Call of the Willet!
A shorebird with an interesting call
Have you ever heard the call of the willet? A willet is a very common shorebird that can often be seen all over the United States and parts of Mexico. Usually, however, they live on the coast. In my area, they only visit here in the winter, but they often arrive early, sometimes in late summer. On the east coast of the United States and along the Gulf coast, they are more likely to be year-round residents. But, they can sometimes be seen in the interior west in states like Montana, Wyoming, Idaho and the Dakotas during the summer, too. They can be pretty much found on migration everywhere around the western United States as well.
Like killdeer, they fake broken wings to distract predators from their chicks. Their breeding behavior is also similar to killdeer in that they are mostly social only during the non-breeding season, otherwise, they live in pairs in a breeding territory. They nest on the ground and both parents incubate and care for the chicks.
You can find some more general information about willets here.
Willets make a very interesting sound. It's a squeaky sound, mostly. But, when they fly or are in courtship, it sounds like they're saying "pull-willet! pull-willet!". Listen to their most common song posted on Laura Erickson's site: (where you can see lots of willet photos and there are links to two other calls) here (You can also hear a Wilson's snipe in the background).
All photos in this lens were taken by me unless otherwise noted (such as Allposters photos).
Willets can often be mistaken for a variety of other shorebirds. They are very similar-looking to the much less common wandering tattler, especially in their gray winter plumage. But, tattlers have a more striped breast and are almost entirely solitary. Sometimes, they're mistaken for their close cousins, marbled godwits and the lesser and greater yellowlegs.

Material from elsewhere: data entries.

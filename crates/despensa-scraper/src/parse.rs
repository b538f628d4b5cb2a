//! Parsing helpers shared by the vendor normalizers: loosely-typed JSON
//! numbers, JSON truthiness, and the Consum free-text size description.

use std::sync::LazyLock;

use regex::Regex;
use serde::{Deserialize, Deserializer};
use serde_json::Value;
use thiserror::Error;

static DECIMAL_RE: LazyLock<Regex> =
    LazyLock::new(|| Regex::new(r"\d+\.\d+").expect("valid decimal regex"));
static INTEGER_RE: LazyLock<Regex> =
    LazyLock::new(|| Regex::new(r"\d+").expect("valid integer regex"));

/// Largest magnitude the `products.size` column (`NUMERIC(12,3)`) accepts.
pub const MAX_SIZE: f64 = 999_999_999.0;

/// Whether `size` is finite and fits the `products.size` column.
#[must_use]
pub fn size_fits_column(size: f64) -> bool {
    size.is_finite() && size.abs() <= MAX_SIZE
}

/// A JSON value that vendors send either as a number or as a numeric string
/// (`1.25` vs `"1.25"`).
#[derive(Debug, Clone, PartialEq, Deserialize)]
#[serde(untagged)]
pub enum Numeric {
    Number(f64),
    Text(String),
}

impl Numeric {
    /// Parses the value as `f64`.
    ///
    /// # Errors
    ///
    /// Returns a description of the problem if a text value is not a float.
    pub fn to_f64(&self) -> Result<f64, String> {
        match self {
            Numeric::Number(n) => Ok(*n),
            Numeric::Text(s) => s
                .trim()
                .parse::<f64>()
                .map_err(|e| format!("\"{s}\" is not a number: {e}")),
        }
    }

    /// `None` for falsy values (`0`, `""`), otherwise the parsed float.
    ///
    /// # Errors
    ///
    /// Returns a description of the problem if a non-empty text value is not a float.
    pub fn to_optional_f64(&self) -> Result<Option<f64>, String> {
        if self.is_falsy() {
            return Ok(None);
        }
        self.to_f64().map(Some)
    }

    /// `None` for falsy values, otherwise the value as a whole unit count.
    ///
    /// # Errors
    ///
    /// Returns a description of the problem if the value is fractional,
    /// negative, or not a number.
    pub fn to_optional_u32(&self) -> Result<Option<u32>, String> {
        if self.is_falsy() {
            return Ok(None);
        }
        match self {
            Numeric::Number(n) => {
                if n.fract() != 0.0 || *n < 0.0 || *n > f64::from(u32::MAX) {
                    return Err(format!("{n} is not a whole unit count"));
                }
                // Range and integrality checked above.
                #[allow(clippy::cast_possible_truncation, clippy::cast_sign_loss)]
                Ok(Some(*n as u32))
            }
            Numeric::Text(s) => s
                .trim()
                .parse::<u32>()
                .map(Some)
                .map_err(|e| format!("\"{s}\" is not a whole unit count: {e}")),
        }
    }

    fn is_falsy(&self) -> bool {
        match self {
            Numeric::Number(n) => *n == 0.0,
            Numeric::Text(s) => s.is_empty(),
        }
    }
}

/// Deserializes an id sent as either a JSON number or a string into a `String`.
///
/// # Errors
///
/// Fails for any JSON type other than a string or an integer.
pub fn deserialize_external_id<'de, D>(deserializer: D) -> Result<String, D::Error>
where
    D: Deserializer<'de>,
{
    #[derive(Deserialize)]
    #[serde(untagged)]
    enum RawId {
        Int(i64),
        Text(String),
    }

    Ok(match RawId::deserialize(deserializer)? {
        RawId::Int(n) => n.to_string(),
        RawId::Text(s) => s,
    })
}

/// JSON truthiness: `null`, `false`, `0`, `""`, `[]`, and `{}` are falsy.
#[must_use]
pub fn is_truthy(value: &Value) -> bool {
    match value {
        Value::Null => false,
        Value::Bool(b) => *b,
        Value::Number(n) => n.as_f64().is_some_and(|f| f != 0.0),
        Value::String(s) => !s.is_empty(),
        Value::Array(a) => !a.is_empty(),
        Value::Object(o) => !o.is_empty(),
    }
}

/// Size and pack information recovered from a product description.
#[derive(Debug, Clone, PartialEq, Default)]
pub struct SizeDescription {
    pub size: Option<f64>,
    pub size_format: Option<String>,
    pub is_pack: bool,
    pub total_units: Option<u32>,
}

#[derive(Debug, Error, PartialEq, Eq)]
pub enum DescriptionError {
    #[error("more than one pack separator in \"{0}\"")]
    AmbiguousPack(String),
    #[error("pack count \"{0}\" is not a whole number")]
    InvalidPackCount(String),
    #[error("no quantity found in \"{0}\"")]
    MissingQuantity(String),
    #[error("size \"{0}\" is out of range")]
    SizeOutOfRange(String),
}

/// Parses size, unit, and pack count out of a free-text description such as
/// `"Leche entera 1,5l"` or `"Cerveza 6 x 330 ml"`.
///
/// Rules, applied in order:
/// 1. Remove `name` from the description, then all whitespace.
/// 2. An empty remainder yields no size and no unit.
/// 3. A literal `x` splits the pack count (left) from the size (right).
/// 4. With a comma the size is a decimal (`1,5` → `1.5`); otherwise the
///    first run of digits. The unit is what remains once the number is
///    removed, or `None` when nothing remains.
///
/// # Errors
///
/// Returns [`DescriptionError`] when the text has several `x` separators, a
/// non-numeric pack count, no number at all, or a size too large to store.
pub fn parse_description(
    description: &str,
    name: &str,
) -> Result<SizeDescription, DescriptionError> {
    let without_name = if name.is_empty() {
        description.to_owned()
    } else {
        description.replace(name, "")
    };
    let cleaned: String = without_name.chars().filter(|c| !c.is_whitespace()).collect();

    if cleaned.is_empty() {
        return Ok(SizeDescription::default());
    }

    let mut parsed = SizeDescription::default();
    let mut size_text = cleaned.as_str();

    if let Some((units, rest)) = cleaned.split_once('x') {
        if rest.contains('x') {
            return Err(DescriptionError::AmbiguousPack(cleaned.clone()));
        }
        parsed.is_pack = true;
        parsed.total_units = if units.is_empty() {
            None
        } else {
            Some(
                units
                    .parse::<u32>()
                    .map_err(|_| DescriptionError::InvalidPackCount(units.to_owned()))?,
            )
        };
        size_text = rest;
    }

    let (size_text, pattern) = if size_text.contains(',') {
        (size_text.replace(',', "."), &*DECIMAL_RE)
    } else {
        (size_text.to_owned(), &*INTEGER_RE)
    };

    let number = pattern
        .find(&size_text)
        .ok_or_else(|| DescriptionError::MissingQuantity(size_text.clone()))?
        .as_str();
    let size = number
        .parse::<f64>()
        .map_err(|_| DescriptionError::MissingQuantity(size_text.clone()))?;
    if !size_fits_column(size) {
        return Err(DescriptionError::SizeOutOfRange(number.to_owned()));
    }

    let unit = size_text.replace(number, "");
    parsed.size = Some(size);
    parsed.size_format = Some(unit.trim().to_owned()).filter(|u| !u.is_empty());
    Ok(parsed)
}

#[cfg(test)]
#[path = "parse_test.rs"]
mod tests;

A man disturbed these willets and they were moving out of his way. Willets are often very tolerant of people, but they aren't stupid and won't let you get too close to them.
Willet and Marbled Godwit
Willets often associate with other large sandpipers such as themselves. They are frequently seen with marbled godwits. These two (willet in front, godwit in back), however, are very close companions and travel together everywhere. They treat each other as mates, which is unusual.
Western willets and godwits spend their summers in different places. The godwits travel to Alaska and the western willets to the interior west to places such as Idaho and Montana. However, the summer after this photo was taken, a willet was spotted in Alaska, which is very rare. Could the willet seen in Alaska be the one in this photo?
Willets are often curious and like to check things out, especially if they think there's going to be food involved. They like to eat crustaceans, insects and small fish. One thing I notice is that willets seem to like to watch human beings as much as humans like to watch them, too. I've also heard stories of willets eating bread handouts, but are picky about the type of bread they will eat.
Willet and shorebird stuff for the willet and shorebird fanatic. Some of the items are just for the enjoyment of willets, some are to help you better identify shorebirds in general.
Makes the great willet sound! I love these stuffed birds as I have two of them myself. Be aware, though, these are not machine washable.
One of the best guides for shorebirds around. This book talks about shorebirds in detail and has a lot of great photos.
About their enemies
Willets are considered prey animals. Their biggest predator is the peregrine falcon who regularly hunts them. Check out this awesome photo of a peregrine falcon carrying a live willet in its talons.
When a predator flies over, the willets make a short, sharp series of calls until some time after the predator disappears.
Other predators include other hawks and falcons. Land predators tend to be a threat mostly to their young.
Willet Photos! - Here are some willet photos I've taken (mostly western willets). Stay tuned, more will be added.Click thumbnail to view full-size
These willets may have been traveling from the breeding areas to the northeast of me to the coast. They showed up at Lake Murray one fall. Note the greenish legs of the juvenile willet. Young willets often fly "off course" on their first flight south from the breeding grounds.
He's making the special call!
I think this is a great photo because you rarely get a photo of them in this posture. He seems to be really go all at it with his call. Also, this is a good example of a western willet.
More willet information
Here are some links to more information. More to be added soon.
- Willet--Cornell Lab of Ornithology
Information on willets, breeding, migration, and more photos. This is the go-to link for the best identification of this or any other birds.
- Willet - Wikipedia, the free encyclopedia
Wikipedia's take on the willet which includes more links to other sources.
- Willet: Bird of the Month - Smithsonian Migratory Bird Center - National Zoo| FONZ
Learn things about the Willet that you won't find in the standard field guide.
- Willet - Catoptrophorus semipalmatus - NatureWorks
The willet is a large shorebird that is a member of the sandpiper family. It is about 13-15 inches in length. It has grayish-brown head, back and wings; a white belly; a long, straight black bill; long grayish-blue legs and black and white bands on i
In breeding plumage
I believe this is an eastern willet in breeding plumage. Eastern willets were once hunted almost into extinction in the mid to late 1800s like many other birds, but have since recovered. Unlike western willets, breeding eastern willets are more likely to be seen in more populated areas.